Liquid http://www.midwestsupplies.com/winemaking-ingredients/yeast/liquid.html


----------



## Boatboy24 (Nov 18, 2014)

MoreWine! carries both of those. Is there a reason you're looking for another vendor?

If you like BM45, consider BM4X4:

_BM 4x4 is a new yeast blend created by Lallemand, designed to provide all of the benefits and flavors of the BM45 yeast strain, along with a much more reliable and consistent fermentation. This means that you'll be getting all of the flavors of jam, rose petals, and cherry liquor with a stronger fermentation with less risk of a stuck or sluggish fermentation. This is a blend between the traditional BM45 and a complimentary strain, chosen for its fermentation kinetics. Positive interaction between these strains means a more dependable fermentation, along with increased aromatic intensity, color intensity, and length of finish. Ideal fermentation temperature is between 64-82°F. This strain will enhance varietal character, and mouthfeel in a wine. Alcohol tolerance is 15%. _


----------



## sour_grapes (Nov 18, 2014)

Boatboy24 said:


> MoreWine! carries both of those. Is there a reason you're looking for another vendor?



Well, dang, that is a penetrating question! No, not really, or at least not a good reason. Mostly I was trying to optimize shipping, as I am also looking to pick up some wine kits: If I could find a vendor that has the yeast AND the kit(s) I want, I could perhaps save on shipping. 

That is the only immediate reason. But I guess I didn't quite realize the near-monopoly that MoreWine! has on sachets of yeast! I figgered someone else must carry them.


----------



## geek (Nov 18, 2014)

Paul,

have you checked RiteBrew ?
I think they're pretty close to you, at least they're located in WI.


----------



## Kraffty (Nov 18, 2014)

Hey Paul, I keep Brewandwinesupply.com, midwestsupplies.com and ECKrause.com in my favorites but seem to be going more and more to MoreWine. Probably because they have a warehouse here in California, but they really are pretty good all around. Midwest probably has more kits AND yeasts and closer to you. There's lots of them's all over the countrie's!

Mike::


----------



## ibglowin (Nov 18, 2014)

Most of the LHBS will only carry what sells (a lot) of. Thats what makes Morewine the place to go to for everything else except for your kits. Since they now have a warehouse in PA, shipping times back East should be extremely competitive to anywhere else in the Mideast to East.


----------



## sour_grapes (Nov 18, 2014)

geek said:


> Paul,
> 
> have you checked RiteBrew ?
> I think they're pretty close to you, at least they're located in WI.





Kraffty said:


> Hey Paul, I keep Brewandwinesupply.com, midwestsupplies.com and ECKrause.com in my favorites but seem to be going more and more to MoreWine. Probably because they have a warehouse here in California, but they really are pretty good all around. Midwest probably has more kits AND yeasts and closer to you. There's lots of them's all over the countrie's!
> 
> Mike::



Varis, thanks for Ritebrew. Actually, I had never heard of them. They only have the most-common yeasts, however. But, they do have RJS at decent prices, and hopefully shipping will be decent from there, which is only about 2 hours drive from me.

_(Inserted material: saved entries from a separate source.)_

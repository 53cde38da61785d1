//! # Helios - PV surplus relay switcher
//!
//! Reads the current generation of a photovoltaic inverter over Modbus TCP
//! and switches a single relay-driven load (a heater, a pump) on when there
//! is enough surplus, with hysteresis and dwell-time limits so the relay
//! does not chatter.
//!
//! ## Architecture
//!
//! - `config`: YAML configuration and validation
//! - `logging`: Structured logging and tracing
//! - `modbus`: Modbus TCP register client and power decoding
//! - `source`: Power source abstraction over the inverter
//! - `dwell`: Minimum/maximum on-time bookkeeping
//! - `decision`: Pure switching rules
//! - `relay`: Relay outputs and the idempotent actuator
//! - `advisory`: Optional read-only advice (scaling table, forecast signal)
//! - `switch_log`: Record of every relay transition
//! - `driver`: The control loop tying it all together

pub mod advisory;
pub mod config;
pub mod decision;
pub mod driver;
pub mod dwell;
pub mod error;
pub mod logging;
pub mod modbus;
pub mod relay;
pub mod source;
pub mod switch_log;

// Re-export commonly used types
pub use config::Config;
pub use driver::{ShutdownHandle, SwitchDriver};
pub use error::{HeliosError, Result};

Mike, I do keep Doug at brew and wine "on speed dial," too. Again, only the big 5 yeasts, but that is where I have wound up getting my WE kits. His pricing on WE kits is _very_ competitive. My LHBS is Northern Brewer, which has, until recently, favored CC. Of course, CC and WE have merged, and so has Midwest and Northern Brewer! I can now get WE easily at Northern.

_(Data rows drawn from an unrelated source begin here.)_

use super::*;

impl Default for InverterConfig {
    fn default() -> Self {
        // SMA Sunny Tripower, GridMs.TotW
        Self {
            host: "192.168.178.36".to_string(),
            port: 502,
            unit_id: 3,
            power_register: 30775,
            register_count: 2,
            data_type: RegisterType::S32,
            scale: 1.0,
            connect_timeout_ms: 5000,
            read_timeout_ms: 2000,
        }
    }
}

impl Default for RelayConfig {
    fn default() -> Self {
        Self {
            backend: RelayBackend::SysfsGpio,
            gpio_pin: 27,
            active_low: false,
            sysfs_root: "/sys/class/gpio".to_string(),
        }
    }
}

impl Default for ThresholdConfig {
    fn default() -> Self {
        Self {
            turn_on_watts: 1200.0,
            turn_off_watts: 1000.0,
            min_on_seconds: 60,
            max_on_seconds: Some(300),
            min_off_seconds: 0,
            sample_interval_ms: 12_000,
        }
    }
}

impl Default for ControlConfig {
    fn default() -> Self {
        Self {
            startup_grace_seconds: 60,
            backoff_initial_ms: 1000,
            backoff_max_ms: 60_000,
            max_retries_per_window: 10,
            retry_window_seconds: 600,
            shutdown_policy: ShutdownPolicy::ForceOff,
        }
    }
}

impl Default for AdvisoryConfig {
    fn default() -> Self {
        Self {
            scaling_factors_file: None,
            signal_file: None,
            signal_max_age_seconds: 3600,
        }
    }
}

impl Default for LoggingConfig {
    fn default() -> Self {
        Self {
            level: "INFO".to_string(),
            console_level: None,
            file_level: None,
            file: "/tmp/helios.log".to_string(),
            backup_count: 5,
            console_output: true,
            json_format: false,
        }
    }
}

impl Default for SwitchLogConfig {
    fn default() -> Self {
        Self {
            path: Some("pv-switching-log.txt".to_string()),
            log_samples: true,
        }
    }
}

impl Default for Config {
    fn default() -> Self {
        Self {
            inverter: InverterConfig::default(),
            relay: RelayConfig::default(),
            thresholds: ThresholdConfig::default(),
            control: ControlConfig::default(),
            advisory: AdvisoryConfig::default(),
            logging: LoggingConfig::default(),
            switch_log: SwitchLogConfig::default(),
            timezone: "UTC".to_string(),
        }
    }
}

In fact, Northern Brewer is currently running a special (get $150 in gift cards for $125). The nice thing about their gift-card specials is that you therefore can combine them (at least in my past experience) with other specials. After all, if your kid gives you a gift certificate, and you use it to buy something that is a special deal, how can they tell you that you cannot use the gift certificate for that? Right now, the local store is running a special where, if the Packers win, you get 20% off. (And looking at the code in their promotional e-mail indicates that they have the same deal in Minnesota for the Vikings. Unfortunately for Minnesotans, that does not happen so often! :: )
If I combine these specials, that amounts to a whopping 1/3 off! So their CC Showcase Amarone lists at $180, but I can take it home for $120.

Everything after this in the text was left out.